The mountains on the Iranian landscape today are known primarily by the Persian kuh, Turkic dagh and, to a much lesser extent, Arabic jabal. Lost among these are the less known but ancient words for “mountain.” To paraphrase a reader, who kindly pointed out in a letter about Kaboud, I seek order in words and am prepared to go a fantastic long way to explain the glorious connection among “gar or jar,” “ostan,” “fand,” “band” and “vand.”
First — a word about the sacred place mountains occupy in Iranian cultural history.
In the Avesta, the Hymn to the Earth spoke of two thousand, two hundred and forty-four mountains created by Ahuramazda. The first of these was Haraiti Barez, present-day Alborz, which name is the re-Persianized form of the Arabicized Al-Barez.
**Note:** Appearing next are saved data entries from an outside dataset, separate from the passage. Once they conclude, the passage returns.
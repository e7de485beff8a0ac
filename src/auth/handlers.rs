use axum::{
    extract::State,
    http::StatusCode,
    routing::{get, post},
    Json, Router,
};
use tracing::instrument;

use crate::{
    auth::{
        dto::{AuthResponse, LoginRequest, MeResponse, PublicUser, RegisterRequest},
        extractors::AuthUser,
        services,
        validate::{validate_login, validate_register},
    },
    error::AppError,
    extract::ValidJson,
    state::AppState,
};

pub fn auth_routes() -> Router<AppState> {
    Router::new()
        .route("/auth/register", post(register))
        .route("/auth/login", post(login))
}

pub fn me_routes() -> Router<AppState> {
    Router::new().route("/auth/me", get(get_me))
}

#[instrument(skip(state, payload))]
pub async fn register(
    State(state): State<AppState>,
    ValidJson(payload): ValidJson<RegisterRequest>,
) -> Result<(StatusCode, Json<AuthResponse>), AppError> {
    let input = validate_register(payload)?;
    let res = services::register(&state, input).await?;
    Ok((StatusCode::CREATED, Json(res)))
}

#[instrument(skip(state, payload))]
pub async fn login(
    State(state): State<AppState>,
    ValidJson(payload): ValidJson<LoginRequest>,
) -> Result<Json<AuthResponse>, AppError> {
    let input = validate_login(payload)?;
    let res = services::login(&state, input).await?;
    Ok(Json(res))
}

#[instrument(skip_all)]
pub async fn get_me(AuthUser(user): AuthUser) -> Json<MeResponse> {
    Json(MeResponse {
        user: PublicUser::from(user),
    })
}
The Haraiti Barez of the Avesta stretched eastward along the shores of the land that was washed by waters, above which stars revolved and where Ahuramazda built a dwelling for Mithra, the lord of wide pastures.
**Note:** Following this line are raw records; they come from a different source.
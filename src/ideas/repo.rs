use async_trait::async_trait;
use time::OffsetDateTime;
use uuid::Uuid;

use super::{
    model::NewIdea,
    repo_types::{IdeaRow, IdeaSummaryRow},
};
use crate::db::{PgStore, StoreError};

/// Idea store. Ideas are append-only: there is no update or delete.
#[async_trait]
pub trait IdeaStore: Send + Sync {
    /// Persists the idea and returns it joined with its creator.
    async fn insert(&self, idea: NewIdea) -> Result<IdeaRow, StoreError>;
    /// Every idea, newest first. Ideas sharing a timestamp come back in
    /// reverse insertion order.
    async fn list_summaries(&self) -> Result<Vec<IdeaSummaryRow>, StoreError>;
    async fn find_by_id(&self, id: Uuid) -> Result<Option<IdeaRow>, StoreError>;
}

#[async_trait]
impl IdeaStore for PgStore {
    async fn insert(&self, idea: NewIdea) -> Result<IdeaRow, StoreError> {
        let now = OffsetDateTime::now_utc();
        let row = sqlx::query_as::<_, IdeaRow>(
            r#"
            WITH inserted AS (
                INSERT INTO ideas (id, title, problem, proposed_solution, target_audience,
                                   tags, created_by, created_at, updated_at)
                VALUES ($1, $2, $3, $4, $5, $6, $7, $8, $8)
                RETURNING *
            )
            SELECT i.id, i.title, i.problem, i.proposed_solution, i.target_audience, i.tags,
                   i.created_by, u.full_name AS creator_name, u.email AS creator_email,
                   i.created_at, i.updated_at
            FROM inserted i
            JOIN users u ON u.id = i.created_by
            "#,
        )
        .bind(Uuid::new_v4())
        .bind(&idea.title)
        .bind(&idea.problem)
        .bind(&idea.proposed_solution)
        .bind(&idea.target_audience)
        .bind(&idea.tags)
        .bind(idea.owner)
        .bind(now)
        .fetch_one(&self.pool)
        .await?;
        Ok(row)
    }

    async fn list_summaries(&self) -> Result<Vec<IdeaSummaryRow>, StoreError> {
        let rows = sqlx::query_as::<_, IdeaSummaryRow>(
            r#"
            SELECT i.id, i.title, i.problem, i.tags, i.created_by,
                   u.full_name AS creator_name, i.created_at, i.updated_at
            FROM ideas i
            JOIN users u ON u.id = i.created_by
            ORDER BY i.created_at DESC, i.seq DESC
            "#,
        )
        .fetch_all(&self.pool)
        .await?;
        Ok(rows)
    }

    async fn find_by_id(&self, id: Uuid) -> Result<Option<IdeaRow>, StoreError> {
        let row = sqlx::query_as::<_, IdeaRow>(
            r#"
            SELECT i.id, i.title, i.problem, i.proposed_solution, i.target_audience, i.tags,
                   i.created_by, u.full_name AS creator_name, u.email AS creator_email,
                   i.created_at, i.updated_at
            FROM ideas i
            JOIN users u ON u.id = i.created_by
            WHERE i.id = $1
            "#,
        )
        .bind(id)
        .fetch_optional(&self.pool)
        .await?;
        Ok(row)
    }
}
In the legends of Iran's kings and heroes, as described in Ferdowsi's Shahnameh, the Alborz Mountain played an important point of reference. Sam sent his albino son Zal to Alborz to be rid of the evil that had afflicted him; Alborz was King Manouchehr's retreat and the scene of many a battle fought by Rostam; the villain Zahak was imprisoned at Mount Damavand; and the hero Arash Kamangheer (the Archer) flung his arrow from Mount Damavand to mark the eastward frontier of Manouchehr's kingdom.
The sacred libation hom grew in the mountains. On Mount Asnavand, Keikhosro, the mythical Kyanian king, built the first of the three celebrated fire-temples. Another Kyanian king, Gashtasp, built the temple Azar Barzin Mehr at Navand, a mountain in the northwest of present-day Sabzevar in Kohrasan.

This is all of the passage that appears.